Comemoraram juntos a chegada dos bombeiros. Dois jovens soldados e um oficial, parecia. Entraram, pegaram o bicho com cuidado, ensacaram e levaram. Educados e prestativos. Agradeceram ao chamado e recomendaram que em casos assim, essa era a coisa certa a fazer, nunca matar o animal ou tentar manejá-lo. O professor se identificou, agradeceu também e ficou tudo certo. Adélia, a dona da casa, estava maravilhada com o desempenho dos bombeiros e com a figura do professor/biólogo. Os filhos vinham pouquíssimo ao Itanhangá e não pareciam dispostos a realizar o sonho da mãe. Não tinham filhos e isso aparentemente não estava no radar deles. A filha num doutorado na França e o filho numa ONG na África, ligavam sempre, reiteravam que voltariam em breve, mas não davam mostras objetivas de que isso algum dia se realizaria.

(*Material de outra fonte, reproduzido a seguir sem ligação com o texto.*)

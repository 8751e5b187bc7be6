//! Reconnecting client for the Hiroba presence and messaging relay.
//!
//! - `controller`: connection lifecycle, reconnect timer and offline queue
//! - `domain`: connection state, queued chats and the inbox
//! - `transport`: WebSocket framing against the relay
//! - `cli` / `formatter` / `ui`: interactive terminal front end

pub mod cli;
pub mod config;
pub mod controller;
pub mod domain;
pub mod error;
pub mod formatter;
pub mod transport;
pub mod ui;

pub use config::ClientConfig;
pub use controller::{ClientEvent, RelayClient};
pub use error::ClientError;
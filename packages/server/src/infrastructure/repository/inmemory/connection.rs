//! InMemory Connection Repository 実装
//!
//! ドメイン層が定義する ConnectionRepository trait の具体的な実装。
//! `ConnectionRegistry` 集約を 1 つの Mutex で保護し、Identity の割り当て・返却と
//! セッションの追加・削除・スナップショットを直列化します。

use std::sync::Arc;

use async_trait::async_trait;
use tokio::sync::Mutex;

use crate::domain::{
    ConnectionId, ConnectionRegistry, ConnectionRepository, RepositoryError, Session, Timestamp,
};

/// インメモリ Connection Repository 実装
pub struct InMemoryConnectionRepository {
    registry: Arc<Mutex<ConnectionRegistry>>,
}

impl InMemoryConnectionRepository {
    /// 新しい InMemoryConnectionRepository を作成
    pub fn new(registry: Arc<Mutex<ConnectionRegistry>>) -> Self {
        Self { registry }
    }
}

#[async_trait]
impl ConnectionRepository for InMemoryConnectionRepository {
    async fn admit(
        &self,
        connection_id: ConnectionId,
        connected_at: Timestamp,
    ) -> Result<Session, RepositoryError> {
        let mut registry = self.registry.lock().await;
        let session = registry.admit(connection_id, connected_at)?;
        tracing::debug!(
            "Admitted connection '{}' as '{}' ({}/{})",
            session.connection_id,
            session.identity.id,
            registry.len(),
            registry.capacity()
        );
        Ok(session)
    }

    async fn remove(&self, connection_id: &ConnectionId) -> Option<Session> {
        let mut registry = self.registry.lock().await;
        let removed = registry.remove(connection_id);
        if let Some(session) = &removed {
            tracing::debug!(
                "Removed connection '{}' and released '{}'",
                connection_id,
                session.identity.id
            );
        }
        removed
    }

    async fn find(&self, connection_id: &ConnectionId) -> Option<Session> {
        let registry = self.registry.lock().await;
        registry.find(connection_id).cloned()
    }

    async fn snapshot(&self) -> Vec<Session> {
        let registry = self.registry.lock().await;
        registry.snapshot()
    }

    async fn count(&self) -> usize {
        let registry = self.registry.lock().await;
        registry.len()
    }

    async fn capacity(&self) -> usize {
        let registry = self.registry.lock().await;
        registry.capacity()
    }
}

#[cfg(test)]
mod tests {
    use super::*;
    use crate::domain::{ConnectionIdFactory, IdentityPool};
    use std::collections::HashSet;

    // ========================================
    // テスト作業記録
    // ========================================
    // 【何をテストするか】
    // - InMemoryConnectionRepository の admit / remove / find / snapshot / count
    // - 並行した admit でも Identity が重複しないこと
    //
    // 【なぜこのテストが必要か】
    // - Repository は Identity 割り当ての直列化ポイントそのもの
    // - 並行接続での二重割り当ては致命的な不整合になる
    // ========================================

    fn create_test_repository(pool_size: usize) -> Arc<InMemoryConnectionRepository> {
        let registry = Arc::new(Mutex::new(ConnectionRegistry::new(
            IdentityPool::with_size(pool_size),
        )));
        Arc::new(InMemoryConnectionRepository::new(registry))
    }

    #[tokio::test]
    async fn test_admit_and_find() {
        // テスト項目: 登録したセッションを接続ハンドルで取得できる
        // given (前提条件):
        let repo = create_test_repository(3);
        let id = ConnectionIdFactory::generate();

        // when (操作):
        let session = repo.admit(id.clone(), Timestamp::new(1000)).await.unwrap();

        // then (期待する結果):
        assert_eq!(session.identity.id.as_str(), "user1");
        assert_eq!(repo.find(&id).await, Some(session));
        assert_eq!(repo.count().await, 1);
    }

    #[tokio::test]
    async fn test_admit_pool_exhausted() {
        // テスト項目: プール枯渇時は PoolExhausted が返される
        // given (前提条件):
        let repo = create_test_repository(1);
        repo.admit(ConnectionIdFactory::generate(), Timestamp::new(1000))
            .await
            .unwrap();

        // when (操作):
        let result = repo
            .admit(ConnectionIdFactory::generate(), Timestamp::new(2000))
            .await;

        // then (期待する結果):
        assert_eq!(result, Err(RepositoryError::PoolExhausted));
        assert_eq!(repo.count().await, 1);
    }

    #[tokio::test]
    async fn test_remove_nonexistent_connection() {
        // テスト項目: 存在しない接続の削除は None を返す（冪等性）
        // given (前提条件):
        let repo = create_test_repository(3);

        // when (操作):
        let result = repo.remove(&ConnectionIdFactory::generate()).await;

        // then (期待する結果):
        assert_eq!(result, None);
    }

    #[tokio::test]
    async fn test_remove_then_snapshot() {
        // テスト項目: 削除したセッションはスナップショットに含まれない
        // given (前提条件):
        let repo = create_test_repository(3);
        let a = ConnectionIdFactory::generate();
        let b = ConnectionIdFactory::generate();
        repo.admit(a.clone(), Timestamp::new(1000)).await.unwrap();
        repo.admit(b.clone(), Timestamp::new(2000)).await.unwrap();

        // when (操作):
        let removed = repo.remove(&a).await;
        let snapshot = repo.snapshot().await;

        // then (期待する結果):
        assert!(removed.is_some());
        assert_eq!(snapshot.len(), 1);
        assert_eq!(snapshot[0].connection_id, b);
    }

    #[tokio::test(flavor = "multi_thread", worker_threads = 4)]
    async fn test_concurrent_admits_assign_distinct_identities() {
        // テスト項目: 並行した admit でもプール内の異なる Identity が割り当てられる
        // given (前提条件):
        let pool_size = 16;
        let repo = create_test_repository(pool_size);

        // when (操作):
        let handles: Vec<_> = (0..pool_size)
            .map(|i| {
                let repo = repo.clone();
                tokio::spawn(async move {
                    repo.admit(ConnectionIdFactory::generate(), Timestamp::new(i as i64))
                        .await
                })
            })
            .collect();
        let mut ids = HashSet::new();
        for handle in handles {
            let session = handle.await.unwrap().unwrap();
            ids.insert(session.identity.id.as_str().to_string());
        }

        // then (期待する結果):
        assert_eq!(ids.len(), pool_size);
        assert_eq!(repo.count().await, pool_size);
    }
}
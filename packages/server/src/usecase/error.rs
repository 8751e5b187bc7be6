//! UseCase 層のエラー型

use thiserror::Error;

/// イベントの配信エラー
#[derive(Debug, Error)]
pub enum BroadcastError {
    #[error("failed to serialize event: {0}")]
    Serialization(#[from] serde_json::Error),
}

/// セッション接続のエラー
#[derive(Debug, Error)]
pub enum ConnectError {
    /// Identity プールに空きがない
    #[error("identity pool exhausted")]
    PoolExhausted,

    #[error("connection '{0}' is already registered")]
    DuplicateConnection(String),

    /// init イベントを送信キューに積めなかった
    #[error("failed to deliver init event: {0}")]
    InitUndeliverable(String),

    #[error(transparent)]
    Broadcast(#[from] BroadcastError),
}

/// チャット送信のエラー
#[derive(Debug, Error)]
pub enum SendChatError {
    /// 送信元のセッションが既に存在しない
    #[error("session for connection '{0}' not found")]
    UnknownSession(String),

    #[error(transparent)]
    Broadcast(#[from] BroadcastError),
}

A conversa com o professor rendeu. Ele beirava os 70, ela os 60. Ela sonhara ser bióloga quando criança. O medo de répteis e a história do Jardim do Eden a fizeram entrar no Direito, mas a vida e a aptidão acabaram fazendo com que ela dividisse a vida entre os filhos e a lojinha de roupas em Ipanema. Incontáveis as viagens entre a Zona Sul e o Itanhangá, quando isso ainda não era tão comum.
Joseph, o professor, filho de diplomatas americanos, desertou da família quando os pais serviam no consulado americano do Rio, em tempos de ditadura no Brasil e guerra no Vietnã. Indiferentes, nunca repreenderam a escolha do filho, mesmo achando que ele, obviamente, estaria melhor em Nova Iorque. Ele declarava abertamente não conseguir entender mais o mundo sem o calor humano que aprendeu a sentir aqui, em meio às manifestações que antecederam ao AI-5. Frequentava escondido, claro. Deu sorte de nunca ter sido descoberto.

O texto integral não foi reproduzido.